* [Exercise requirements]: From the entries provided below, copy each line that contains the word "must".

---

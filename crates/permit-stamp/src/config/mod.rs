pub mod loader;
pub mod schema;

pub use loader::{load_settings, load_settings_from_str};
pub use schema::{ApiConfig, PollStrategy, PollingConfig, StampingSettings};
//! Rule programs
//!
//! A program is an ordered list of [`Rule`]s attached to the RX inspection
//! hook of one or more interface queues. Every queue compiles the rules of
//! all programs attached to it, in attach order, into a single rule array
//! that the datapath evaluates first-match-wins.
//!
//! Creating a program returns a [`ProgramHandle`]; dropping the handle
//! detaches the program from every queue it was attached to.

pub mod bytecode;
pub mod headers;
pub(crate) mod inspect;
mod parse;
pub mod rule;

pub use bytecode::{
    BytecodeContext, BytecodeFault, BytecodeProgram, VERDICT_DROP, VERDICT_PASS, VERDICT_TX,
    verdict_action,
};
pub use rule::{
    Ipv4Tuple, Ipv6Tuple, PORT_SET_BUFFER_SIZE, PortSet, Privilege, QuicFlow, RedirectTarget,
    Rule, RuleAction, RuleMatch, capture,
};

use crate::error::{DatapathError, Result};
use crate::interface::{HookDirection, HookId, HookSubLayer};
use crate::rx::RxQueue;
use crate::state::{InterfaceBinding, State, next_object_id};
use crate::xsk::check_mode;
use bitflags::bitflags;
use std::sync::Arc;

bitflags! {
    /// Attachment mode requested by a program
    #[derive(Debug, Clone, Copy, PartialEq, Eq, Default)]
    pub struct ProgramFlags: u32 {
        /// Require a generic-mode interface
        const GENERIC = 0x1;
        /// Require a native-mode interface
        const NATIVE = 0x2;
    }
}

/// Immutable rules of one program
#[derive(Debug)]
pub struct Program {
    id: u64,
    rules: Arc<[Rule]>,
}

impl Program {
    /// Unique program id
    pub fn id(&self) -> u64 {
        self.id
    }

    /// Captured rules
    pub fn rules(&self) -> &Arc<[Rule]> {
        &self.rules
    }

    /// Validate `rules` and attach them to queue `queue_id` of `if_index`
    pub fn create(
        state: &Arc<State>,
        if_index: u32,
        hook: HookId,
        queue_id: u32,
        flags: ProgramFlags,
        rules: Vec<Rule>,
        privilege: Privilege,
    ) -> Result<ProgramHandle> {
        let mut handle = Self::prepare(state, if_index, hook, flags, rules, privilege)?;
        handle.attach_queue(queue_id)?;
        Ok(handle)
    }

    /// Attach `rules` to every queue of `if_index`. Queues attached before a
    /// failure are detached again.
    pub fn create_all_queues(
        state: &Arc<State>,
        if_index: u32,
        hook: HookId,
        flags: ProgramFlags,
        rules: Vec<Rule>,
        privilege: Privilege,
    ) -> Result<ProgramHandle> {
        let mut handle = Self::prepare(state, if_index, hook, flags, rules, privilege)?;
        for queue_id in 0..handle.binding.queue_count() {
            handle.attach_queue(queue_id)?;
        }
        Ok(handle)
    }

    fn prepare(
        state: &Arc<State>,
        if_index: u32,
        hook: HookId,
        flags: ProgramFlags,
        rules: Vec<Rule>,
        privilege: Privilege,
    ) -> Result<ProgramHandle> {
        if hook.direction != HookDirection::Rx || hook.sub_layer != HookSubLayer::Inspect {
            return Err(DatapathError::InvalidParameter(format!(
                "programs attach to RX inspection hooks, not {hook}"
            )));
        }
        let binding = state.binding(if_index)?;
        check_mode(
            flags.contains(ProgramFlags::GENERIC),
            flags.contains(ProgramFlags::NATIVE),
            binding.mode(),
        )?;
        let rules = capture(rules, privilege)?;
        let program = Arc::new(Program {
            id: next_object_id(),
            rules,
        });
        tracing::debug!(program = program.id, if_index, rules = program.rules.len(), "program created");
        Ok(ProgramHandle {
            binding,
            program,
            hook,
            queues: Vec::new(),
        })
    }
}

/// Attachment of a program. Dropping it detaches the program.
pub struct ProgramHandle {
    binding: Arc<InterfaceBinding>,
    program: Arc<Program>,
    hook: HookId,
    queues: Vec<Arc<RxQueue>>,
}

impl ProgramHandle {
    /// The attached program
    pub fn program(&self) -> &Arc<Program> {
        &self.program
    }

    /// Queues the program is attached to, in attach order
    pub fn queue_ids(&self) -> Vec<u32> {
        self.queues.iter().map(|queue| queue.queue_id()).collect()
    }

    /// Also attach the program to queue `queue_id`
    pub fn attach_queue(&mut self, queue_id: u32) -> Result<()> {
        if self.queues.iter().any(|queue| queue.queue_id() == queue_id) {
            return Err(DatapathError::DuplicateObject(format!(
                "program {} already attached to queue {queue_id}",
                self.program.id
            )));
        }

        let binding = self.binding.clone();
        let program = self.program.clone();
        let hook = self.hook;
        let queue = self
            .binding
            .work_queue()
            .run(move || -> Result<Arc<RxQueue>> {
                let queue = binding.find_or_create_rx_queue(hook, queue_id)?;
                queue.attach_program(program.id, program.rules.clone())?;
                Ok(queue)
            })??;
        self.queues.push(queue);
        Ok(())
    }
}

impl Drop for ProgramHandle {
    fn drop(&mut self) {
        let queues = std::mem::take(&mut self.queues);
        if queues.is_empty() {
            return;
        }
        let id = self.program.id;
        let result = self.binding.work_queue().run(move || {
            for queue in queues {
                match queue.detach_program(id) {
                    Ok(()) => {}
                    Err(DatapathError::NotFound(_)) => {
                        tracing::debug!(program = id, queue_id = queue.queue_id(), "program already detached");
                    }
                    Err(e) => {
                        tracing::warn!(program = id, queue_id = queue.queue_id(), error = %e, "detach failed");
                    }
                }
            }
        });
        if let Err(e) = result {
            tracing::warn!(program = id, error = %e, "could not schedule program detach");
        }
    }
}

impl std::fmt::Debug for ProgramHandle {
    fn fmt(&self, f: &mut std::fmt::Formatter<'_>) -> std::fmt::Result {
        f.debug_struct("ProgramHandle")
            .field("program", &self.program.id)
            .field("if_index", &self.binding.if_index())
            .field("queues", &self.queue_ids())
            .finish()
    }
}

/// Concatenate the rules of every binding in attach order
pub(crate) fn compile(bindings: &[(u64, Arc<[Rule]>)]) -> Arc<[Rule]> {
    bindings
        .iter()
        .flat_map(|(_, rules)| rules.iter().cloned())
        .collect()
}

#[cfg(test)]
mod tests {
    use super::*;
    use crate::config::DatapathConfig;
    use crate::interface::InterfaceMode;
    use crate::soft::{SoftInterface, SoftInterfaceConfig};

    fn setup(queue_count: u32) -> (Arc<State>, u32) {
        let state = State::new(DatapathConfig::default()).unwrap();
        let soft = SoftInterface::new(SoftInterfaceConfig {
            queue_count,
            ..Default::default()
        });
        let if_index = soft.config().if_index;
        state.register_interface(soft).unwrap();
        (state, if_index)
    }

    fn drop_all() -> Vec<Rule> {
        vec![Rule::new(RuleMatch::All, RuleAction::Drop)]
    }

    #[test]
    fn test_compile_keeps_attach_order() {
        let first: Arc<[Rule]> = Arc::from(vec![Rule::new(RuleMatch::UdpDst(1), RuleAction::Drop)]);
        let second: Arc<[Rule]> = Arc::from(vec![
            Rule::new(RuleMatch::UdpDst(2), RuleAction::Pass),
            Rule::new(RuleMatch::All, RuleAction::Drop),
        ]);
        let compiled = compile(&[(1, first), (2, second)]);
        assert_eq!(compiled.len(), 3);
        assert_eq!(compiled[0].matcher, RuleMatch::UdpDst(1));
        assert_eq!(compiled[2].matcher, RuleMatch::All);
        assert!(compile(&[]).is_empty());
    }

    #[test]
    fn test_rejects_wrong_hook_and_mode() {
        let (state, if_index) = setup(1);
        let wrong_hook = Program::create(
            &state,
            if_index,
            HookId::TX_INJECT,
            0,
            ProgramFlags::empty(),
            drop_all(),
            Privilege::User,
        );
        assert!(matches!(wrong_hook, Err(DatapathError::InvalidParameter(_))));

        let binding = state.binding(if_index).unwrap();
        assert_eq!(binding.mode(), InterfaceMode::Generic);
        let native = Program::create(
            &state,
            if_index,
            HookId::RX_INSPECT,
            0,
            ProgramFlags::NATIVE,
            drop_all(),
            Privilege::User,
        );
        assert!(matches!(native, Err(DatapathError::InvalidParameter(_))));

        let missing = Program::create(
            &state,
            if_index + 1,
            HookId::RX_INSPECT,
            0,
            ProgramFlags::empty(),
            drop_all(),
            Privilege::User,
        );
        assert!(matches!(missing, Err(DatapathError::NotFound(_))));
    }

    #[test]
    fn test_all_queues_and_detach_on_drop() {
        let (state, if_index) = setup(3);
        let handle = Program::create_all_queues(
            &state,
            if_index,
            HookId::RX_INSPECT,
            ProgramFlags::GENERIC,
            drop_all(),
            Privilege::User,
        )
        .unwrap();
        assert_eq!(handle.queue_ids(), vec![0, 1, 2]);

        let binding = state.binding(if_index).unwrap();
        for queue_id in 0..3 {
            assert!(binding.rx_queue(queue_id).unwrap().is_active());
        }
        drop(handle);
        for queue_id in 0..3 {
            let queue = binding.rx_queue(queue_id).unwrap();
            assert!(!queue.is_active());
            assert_eq!(queue.binding_count(), 0);
        }
    }

    #[test]
    fn test_attach_queue_twice() {
        let (state, if_index) = setup(2);
        let mut handle = Program::create(
            &state,
            if_index,
            HookId::RX_INSPECT,
            0,
            ProgramFlags::empty(),
            drop_all(),
            Privilege::User,
        )
        .unwrap();
        assert!(matches!(handle.attach_queue(0), Err(DatapathError::DuplicateObject(_))));
        handle.attach_queue(1).unwrap();
        assert_eq!(handle.queue_ids(), vec![0, 1]);
        assert!(matches!(handle.attach_queue(2), Err(DatapathError::InvalidParameter(_))));
    }
}
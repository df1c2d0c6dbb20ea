//! Datapath configuration

use crate::error::{DatapathError, Result};
use serde::{Deserialize, Serialize};

/// Smallest accepted queue ring size
pub const MIN_RING_SIZE: u32 = 8;
/// Largest accepted queue ring size
pub const MAX_RING_SIZE: u32 = 8192;

/// Tunables shared by every queue and socket of a [`crate::State`]
#[derive(Debug, Clone, PartialEq, Eq, Serialize, Deserialize)]
#[serde(default)]
pub struct DatapathConfig {
    /// Frame ring size of RX queues (power of 2)
    pub rx_ring_size: u32,

    /// Minimum frame ring size of TX queues (power of 2)
    pub tx_ring_size: u32,

    /// Transmit straight from the socket payload area in generic mode
    pub disable_tx_bounce: bool,

    /// Deliver redirected frames without copying their payload
    pub rx_zero_copy: bool,
}

impl Default for DatapathConfig {
    fn default() -> Self {
        Self {
            rx_ring_size: 32,
            tx_ring_size: 32,
            disable_tx_bounce: false,
            rx_zero_copy: false,
        }
    }
}

impl DatapathConfig {
    /// Validate configuration parameters
    pub fn validate(&self) -> Result<()> {
        for (name, size) in [
            ("rx_ring_size", self.rx_ring_size),
            ("tx_ring_size", self.tx_ring_size),
        ] {
            if !size.is_power_of_two() {
                return Err(DatapathError::InvalidConfig(format!(
                    "{name} must be power of 2"
                )));
            }
            if !(MIN_RING_SIZE..=MAX_RING_SIZE).contains(&size) {
                return Err(DatapathError::InvalidConfig(format!(
                    "{name} must be in {MIN_RING_SIZE}..={MAX_RING_SIZE}"
                )));
            }
        }
        Ok(())
    }
}

#[cfg(test)]
mod tests {
    use super::*;

    #[test]
    fn test_default_is_valid() {
        let config = DatapathConfig::default();
        assert_eq!(config.rx_ring_size, 32);
        assert!(config.validate().is_ok());
    }

    #[test]
    fn test_rejects_bad_ring_sizes() {
        let config = DatapathConfig {
            rx_ring_size: 48,
            ..Default::default()
        };
        assert!(config.validate().is_err());

        let config = DatapathConfig {
            tx_ring_size: 4,
            ..Default::default()
        };
        assert!(config.validate().is_err());

        let config = DatapathConfig {
            rx_ring_size: 16384,
            ..Default::default()
        };
        assert!(config.validate().is_err());
    }

    #[test]
    fn test_partial_deserialize_uses_defaults() {
        let config: DatapathConfig = serde_json::from_str(r#"{"rx_ring_size": 64}"#).unwrap();
        assert_eq!(config.rx_ring_size, 64);
        assert_eq!(config.tx_ring_size, 32);
        assert!(!config.disable_tx_bounce);
    }
}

---

* [Completed exercise]:
                    "{name} must be power of 2"
                    "{name} must be in {MIN_RING_SIZE}..={MAX_RING_SIZE}"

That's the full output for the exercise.